---------- DATA FOR THIS TASK

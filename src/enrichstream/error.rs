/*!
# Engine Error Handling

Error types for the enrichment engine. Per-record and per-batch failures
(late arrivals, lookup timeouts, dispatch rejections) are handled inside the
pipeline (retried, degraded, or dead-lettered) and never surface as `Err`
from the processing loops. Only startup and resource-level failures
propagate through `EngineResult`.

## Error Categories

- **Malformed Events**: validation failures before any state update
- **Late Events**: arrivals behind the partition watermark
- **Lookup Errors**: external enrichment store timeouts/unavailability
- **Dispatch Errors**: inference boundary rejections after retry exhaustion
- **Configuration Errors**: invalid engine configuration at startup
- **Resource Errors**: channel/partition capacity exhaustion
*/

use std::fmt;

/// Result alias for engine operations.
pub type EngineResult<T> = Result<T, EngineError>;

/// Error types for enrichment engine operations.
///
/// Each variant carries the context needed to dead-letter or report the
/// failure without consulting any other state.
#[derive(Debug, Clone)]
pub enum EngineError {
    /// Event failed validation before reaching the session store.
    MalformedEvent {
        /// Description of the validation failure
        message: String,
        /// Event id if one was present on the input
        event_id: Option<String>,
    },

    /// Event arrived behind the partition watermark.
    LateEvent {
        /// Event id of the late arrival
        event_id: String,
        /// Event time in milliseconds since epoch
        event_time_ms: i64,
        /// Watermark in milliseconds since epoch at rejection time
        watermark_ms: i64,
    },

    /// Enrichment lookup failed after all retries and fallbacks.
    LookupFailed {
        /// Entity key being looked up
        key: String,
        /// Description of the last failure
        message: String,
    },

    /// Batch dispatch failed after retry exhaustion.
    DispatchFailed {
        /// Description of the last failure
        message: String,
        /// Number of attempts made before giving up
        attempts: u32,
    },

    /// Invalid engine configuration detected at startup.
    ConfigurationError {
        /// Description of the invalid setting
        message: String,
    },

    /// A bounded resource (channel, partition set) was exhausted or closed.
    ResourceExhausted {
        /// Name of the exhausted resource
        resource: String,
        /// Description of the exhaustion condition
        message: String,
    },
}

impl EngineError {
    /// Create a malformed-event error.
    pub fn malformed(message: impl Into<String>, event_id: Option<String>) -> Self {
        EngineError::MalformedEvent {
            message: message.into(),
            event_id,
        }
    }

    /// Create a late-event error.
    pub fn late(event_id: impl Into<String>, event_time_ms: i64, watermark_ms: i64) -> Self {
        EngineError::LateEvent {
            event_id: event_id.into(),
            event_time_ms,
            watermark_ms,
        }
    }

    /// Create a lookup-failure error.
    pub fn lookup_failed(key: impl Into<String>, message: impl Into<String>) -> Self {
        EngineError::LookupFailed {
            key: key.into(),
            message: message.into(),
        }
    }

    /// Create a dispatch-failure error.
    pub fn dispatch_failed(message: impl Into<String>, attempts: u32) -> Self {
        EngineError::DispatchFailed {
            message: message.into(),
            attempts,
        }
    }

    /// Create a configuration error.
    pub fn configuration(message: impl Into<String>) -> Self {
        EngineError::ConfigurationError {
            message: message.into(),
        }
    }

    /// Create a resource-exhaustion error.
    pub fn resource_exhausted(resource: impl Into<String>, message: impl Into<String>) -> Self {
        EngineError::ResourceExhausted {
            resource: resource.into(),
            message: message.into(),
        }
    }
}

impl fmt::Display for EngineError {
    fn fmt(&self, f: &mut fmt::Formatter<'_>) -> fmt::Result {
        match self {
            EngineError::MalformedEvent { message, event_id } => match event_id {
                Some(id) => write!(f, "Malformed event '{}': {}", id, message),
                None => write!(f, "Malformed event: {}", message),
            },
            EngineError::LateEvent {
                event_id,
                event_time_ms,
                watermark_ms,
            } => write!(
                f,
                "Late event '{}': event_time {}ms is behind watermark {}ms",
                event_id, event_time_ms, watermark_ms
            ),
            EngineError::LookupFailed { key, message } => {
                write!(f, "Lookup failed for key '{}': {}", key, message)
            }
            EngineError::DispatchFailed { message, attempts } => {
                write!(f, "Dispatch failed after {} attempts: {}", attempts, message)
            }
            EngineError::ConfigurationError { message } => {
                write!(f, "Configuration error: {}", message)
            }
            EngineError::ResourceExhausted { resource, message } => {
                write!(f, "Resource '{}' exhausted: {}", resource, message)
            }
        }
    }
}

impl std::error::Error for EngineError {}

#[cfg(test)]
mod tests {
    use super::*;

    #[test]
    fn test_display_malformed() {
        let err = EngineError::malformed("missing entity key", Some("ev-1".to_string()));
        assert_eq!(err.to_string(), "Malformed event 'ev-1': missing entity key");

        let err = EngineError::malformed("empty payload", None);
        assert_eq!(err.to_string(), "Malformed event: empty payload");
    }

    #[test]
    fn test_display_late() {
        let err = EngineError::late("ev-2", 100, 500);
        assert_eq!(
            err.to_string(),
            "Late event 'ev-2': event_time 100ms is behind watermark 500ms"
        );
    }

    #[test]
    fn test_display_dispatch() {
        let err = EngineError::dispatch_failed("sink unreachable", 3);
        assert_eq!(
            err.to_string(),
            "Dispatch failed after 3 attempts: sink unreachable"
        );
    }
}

--------------------
---------- DATA FOR THIS TASK

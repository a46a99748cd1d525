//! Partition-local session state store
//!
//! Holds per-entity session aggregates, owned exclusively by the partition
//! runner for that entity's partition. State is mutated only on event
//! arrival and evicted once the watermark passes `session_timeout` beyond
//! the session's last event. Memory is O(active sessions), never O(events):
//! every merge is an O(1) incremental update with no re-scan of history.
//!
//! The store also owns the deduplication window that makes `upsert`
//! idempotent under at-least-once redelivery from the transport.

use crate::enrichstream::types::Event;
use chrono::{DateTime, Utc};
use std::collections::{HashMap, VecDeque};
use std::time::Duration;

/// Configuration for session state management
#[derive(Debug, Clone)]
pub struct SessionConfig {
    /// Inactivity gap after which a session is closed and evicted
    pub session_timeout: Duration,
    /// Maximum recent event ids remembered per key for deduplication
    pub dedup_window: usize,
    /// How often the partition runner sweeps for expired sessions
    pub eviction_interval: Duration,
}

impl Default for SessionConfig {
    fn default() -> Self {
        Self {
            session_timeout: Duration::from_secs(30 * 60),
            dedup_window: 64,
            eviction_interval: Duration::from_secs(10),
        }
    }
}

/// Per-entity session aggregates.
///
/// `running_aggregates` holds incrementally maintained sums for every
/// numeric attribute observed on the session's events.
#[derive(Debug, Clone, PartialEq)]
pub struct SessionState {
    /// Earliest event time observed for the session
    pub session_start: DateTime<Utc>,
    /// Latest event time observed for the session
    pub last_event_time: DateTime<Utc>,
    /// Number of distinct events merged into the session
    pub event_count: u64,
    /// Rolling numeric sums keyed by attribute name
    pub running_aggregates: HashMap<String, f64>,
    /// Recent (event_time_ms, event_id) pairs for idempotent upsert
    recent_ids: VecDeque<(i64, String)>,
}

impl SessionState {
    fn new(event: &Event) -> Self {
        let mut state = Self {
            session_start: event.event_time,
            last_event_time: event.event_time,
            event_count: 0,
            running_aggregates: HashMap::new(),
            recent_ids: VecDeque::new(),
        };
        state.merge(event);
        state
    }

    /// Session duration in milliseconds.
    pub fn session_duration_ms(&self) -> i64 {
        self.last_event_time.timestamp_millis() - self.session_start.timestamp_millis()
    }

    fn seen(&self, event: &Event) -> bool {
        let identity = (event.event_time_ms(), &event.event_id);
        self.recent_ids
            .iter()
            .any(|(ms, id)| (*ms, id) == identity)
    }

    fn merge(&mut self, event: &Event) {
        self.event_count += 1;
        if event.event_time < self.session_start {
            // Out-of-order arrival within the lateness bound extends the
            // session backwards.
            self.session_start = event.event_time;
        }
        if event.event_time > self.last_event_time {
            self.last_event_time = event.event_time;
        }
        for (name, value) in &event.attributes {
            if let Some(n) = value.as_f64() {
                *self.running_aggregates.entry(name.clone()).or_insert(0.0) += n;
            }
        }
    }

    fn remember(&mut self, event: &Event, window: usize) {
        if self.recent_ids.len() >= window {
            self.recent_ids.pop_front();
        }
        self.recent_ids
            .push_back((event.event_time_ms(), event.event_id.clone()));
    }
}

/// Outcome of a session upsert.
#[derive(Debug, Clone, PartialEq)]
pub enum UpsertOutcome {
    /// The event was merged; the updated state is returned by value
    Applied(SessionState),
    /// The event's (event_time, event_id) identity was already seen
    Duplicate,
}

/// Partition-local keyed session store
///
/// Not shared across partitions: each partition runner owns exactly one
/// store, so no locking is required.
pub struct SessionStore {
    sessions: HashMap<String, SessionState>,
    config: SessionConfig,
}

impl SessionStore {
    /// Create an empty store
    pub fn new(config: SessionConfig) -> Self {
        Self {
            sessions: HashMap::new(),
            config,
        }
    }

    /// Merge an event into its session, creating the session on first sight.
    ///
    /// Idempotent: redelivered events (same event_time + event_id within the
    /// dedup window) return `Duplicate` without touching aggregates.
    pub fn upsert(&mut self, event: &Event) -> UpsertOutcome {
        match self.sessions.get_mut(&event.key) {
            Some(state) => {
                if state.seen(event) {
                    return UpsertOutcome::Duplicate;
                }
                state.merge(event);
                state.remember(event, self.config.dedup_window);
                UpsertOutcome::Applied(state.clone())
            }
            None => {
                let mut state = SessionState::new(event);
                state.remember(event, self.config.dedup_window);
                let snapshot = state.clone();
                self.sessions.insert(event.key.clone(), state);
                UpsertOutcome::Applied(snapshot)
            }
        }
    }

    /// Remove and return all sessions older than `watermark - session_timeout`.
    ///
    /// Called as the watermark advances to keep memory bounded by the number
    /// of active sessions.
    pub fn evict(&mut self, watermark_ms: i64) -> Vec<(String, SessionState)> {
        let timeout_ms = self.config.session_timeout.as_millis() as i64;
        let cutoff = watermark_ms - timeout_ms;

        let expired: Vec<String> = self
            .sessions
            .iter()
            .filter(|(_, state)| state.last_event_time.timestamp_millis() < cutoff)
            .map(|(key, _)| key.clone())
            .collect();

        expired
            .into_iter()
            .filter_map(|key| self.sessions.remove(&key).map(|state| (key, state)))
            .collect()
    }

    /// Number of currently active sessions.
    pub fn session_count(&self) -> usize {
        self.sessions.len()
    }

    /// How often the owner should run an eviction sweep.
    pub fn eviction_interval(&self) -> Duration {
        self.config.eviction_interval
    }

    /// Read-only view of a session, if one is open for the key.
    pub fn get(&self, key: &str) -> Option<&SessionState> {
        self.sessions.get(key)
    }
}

--------------------
---------- DATA FOR THIS TASK

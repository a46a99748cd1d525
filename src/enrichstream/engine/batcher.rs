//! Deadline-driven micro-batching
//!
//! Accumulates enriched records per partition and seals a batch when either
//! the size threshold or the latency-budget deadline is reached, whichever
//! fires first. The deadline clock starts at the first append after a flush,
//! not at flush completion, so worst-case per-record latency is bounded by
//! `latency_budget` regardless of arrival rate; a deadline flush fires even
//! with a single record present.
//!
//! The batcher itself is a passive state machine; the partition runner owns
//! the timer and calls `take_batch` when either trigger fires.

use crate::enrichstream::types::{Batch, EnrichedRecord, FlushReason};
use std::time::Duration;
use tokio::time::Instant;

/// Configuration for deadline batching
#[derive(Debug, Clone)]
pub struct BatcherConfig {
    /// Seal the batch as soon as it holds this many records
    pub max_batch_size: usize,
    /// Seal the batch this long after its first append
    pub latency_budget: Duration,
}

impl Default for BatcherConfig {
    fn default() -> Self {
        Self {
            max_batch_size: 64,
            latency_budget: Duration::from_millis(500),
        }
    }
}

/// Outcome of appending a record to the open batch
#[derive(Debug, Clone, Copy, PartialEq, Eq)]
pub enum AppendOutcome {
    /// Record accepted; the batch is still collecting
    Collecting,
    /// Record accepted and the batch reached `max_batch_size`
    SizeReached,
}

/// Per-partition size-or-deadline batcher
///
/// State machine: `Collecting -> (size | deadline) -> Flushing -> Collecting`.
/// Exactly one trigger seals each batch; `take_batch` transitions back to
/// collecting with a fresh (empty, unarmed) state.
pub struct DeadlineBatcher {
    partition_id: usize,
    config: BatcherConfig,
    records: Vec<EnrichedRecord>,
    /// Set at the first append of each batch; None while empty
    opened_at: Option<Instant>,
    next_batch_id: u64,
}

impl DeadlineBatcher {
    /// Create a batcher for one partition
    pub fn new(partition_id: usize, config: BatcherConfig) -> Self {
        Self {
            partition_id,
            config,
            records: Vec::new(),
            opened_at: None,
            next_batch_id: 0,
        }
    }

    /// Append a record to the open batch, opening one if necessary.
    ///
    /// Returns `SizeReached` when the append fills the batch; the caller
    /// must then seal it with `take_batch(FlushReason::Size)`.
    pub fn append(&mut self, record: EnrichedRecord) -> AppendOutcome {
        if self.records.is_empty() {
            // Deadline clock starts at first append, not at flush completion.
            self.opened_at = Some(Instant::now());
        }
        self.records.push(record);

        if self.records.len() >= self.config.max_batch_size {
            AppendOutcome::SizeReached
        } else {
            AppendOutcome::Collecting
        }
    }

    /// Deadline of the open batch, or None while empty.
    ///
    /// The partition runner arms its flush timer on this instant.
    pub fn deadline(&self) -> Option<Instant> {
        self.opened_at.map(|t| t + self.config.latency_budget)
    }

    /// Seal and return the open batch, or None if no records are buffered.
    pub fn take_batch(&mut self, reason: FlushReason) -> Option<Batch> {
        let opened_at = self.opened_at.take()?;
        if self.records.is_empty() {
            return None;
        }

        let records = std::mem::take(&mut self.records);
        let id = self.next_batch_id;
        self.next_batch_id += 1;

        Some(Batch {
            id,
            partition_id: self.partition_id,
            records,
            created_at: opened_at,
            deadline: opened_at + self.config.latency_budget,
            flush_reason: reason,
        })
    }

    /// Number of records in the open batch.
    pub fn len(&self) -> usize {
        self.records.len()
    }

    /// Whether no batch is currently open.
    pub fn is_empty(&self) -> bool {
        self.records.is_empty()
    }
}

--------------------

**WORK ITEM:** Print exactly the lines above from the one with "# Engine Error Handling" to the one with "on the input", including both.

**FINISHED EXERCISE:**
# Engine Error Handling

Error types for the enrichment engine. Per-record and per-batch failures
(late arrivals, lookup timeouts, dispatch rejections) are handled inside the
pipeline (retried, degraded, or dead-lettered) and never surface as `Err`
from the processing loops. Only startup and resource-level failures
propagate through `EngineResult`.

## Error Categories

- **Malformed Events**: validation failures before any state update
- **Late Events**: arrivals behind the partition watermark
- **Lookup Errors**: external enrichment store timeouts/unavailability
- **Dispatch Errors**: inference boundary rejections after retry exhaustion
- **Configuration Errors**: invalid engine configuration at startup
- **Resource Errors**: channel/partition capacity exhaustion
*/

use std::fmt;

/// Result alias for engine operations.
pub type EngineResult<T> = Result<T, EngineError>;

/// Error types for enrichment engine operations.
///
/// Each variant carries the context needed to dead-letter or report the
/// failure without consulting any other state.
#[derive(Debug, Clone)]
pub enum EngineError {
    /// Event failed validation before reaching the session store.
    MalformedEvent {
        /// Description of the validation failure
        message: String,
        /// Event id if one was present on the input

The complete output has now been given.